After a week, I presented Steve with three black and white word mark/logo concepts so that I could get a better sense of where he wanted to take the project. A few days later, he sent back my comp with red squares and notes around all the ideas he liked. I agreed with his choices and started brainstorming in my head on how to get them to work together as a single identity. I spent another week refining the design before sending him back another b/w version. This time, I had also started to explore distressed/grunge effects since Steve had expressed interest in that look. Again, Steve offered some valuable feedback which I took into account.
The next step in the process was to introduce color. After presenting a few different concepts, we agreed on a final execution for the palette. From there, the design progressed further, adding minor tweaks here and there, until the final result (below).
Part of Steve’s new identity:
Steve’s new website (stevetemplephotography.com):
When working with a designer on an identity, it’s always good to make sure they supply you with an identity guide at the end of the project. What is an identity guide? It’s basically a document that you can reference that explains your identity. So say two years down the line, another designer has to help you out with a promo design, they can reference your guideline and easily follow the standards set within it. You want your identity to be as consistent as possible. An identity guideline can come in several forms such as a simple visual overview to a super descriptive document that spells out everything from logo sizing to image placement. Your identity will always evolve through time, but it’s good to have this base to work from. At the very least, it’s good to make sure your designer includes a description of any typefaces and color palettes used.
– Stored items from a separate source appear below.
//! Request identification.
//!
//! # Responsibilities
//! - Assign a UUID v4 request ID to every request lacking one
//! - Echo the ID back on the response
//!
//! # Design Decisions
//! - Request ID added as early as possible for tracing
//! - A client-supplied `x-request-id` is kept as-is

use axum::http::{HeaderName, HeaderValue, Request};
use tower_http::request_id::{MakeRequestId, RequestId};
use uuid::Uuid;

/// Header carrying the request ID.
pub const X_REQUEST_ID: HeaderName = HeaderName::from_static("x-request-id");

/// Generates UUID v4 request IDs.
#[derive(Debug, Clone, Copy, Default)]
pub struct MakeRequestUuidV4;

impl MakeRequestId for MakeRequestUuidV4 {
    fn make_request_id<B>(&mut self, _request: &Request<B>) -> Option<RequestId> {
        HeaderValue::from_str(&Uuid::new_v4().to_string())
            .ok()
            .map(RequestId::new)
    }
}

/// Request ID of `request`, or "unknown" if none was assigned.
pub fn request_id<B>(request: &Request<B>) -> &str {
    request
        .headers()
        .get(X_REQUEST_ID)
        .and_then(|v| v.to_str().ok())
        .unwrap_or("unknown")
}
Part of Steve’s identity guide:
In addition to working on Steve’s identity, I had the chance to create some business cards for him. Steve can now take his brand new identity and run with it. He’ll be using the identity package to create some great material to promote his photography business. Steve’s next steps are to get his Portland studio space in order and begin to foster relationships with creatives in the local scene. He’s been to a couple social events this year and the talk of projects has already come up.
Steve’s new business cards:
A well-designed website is the cornerstone of every photographer’s brand.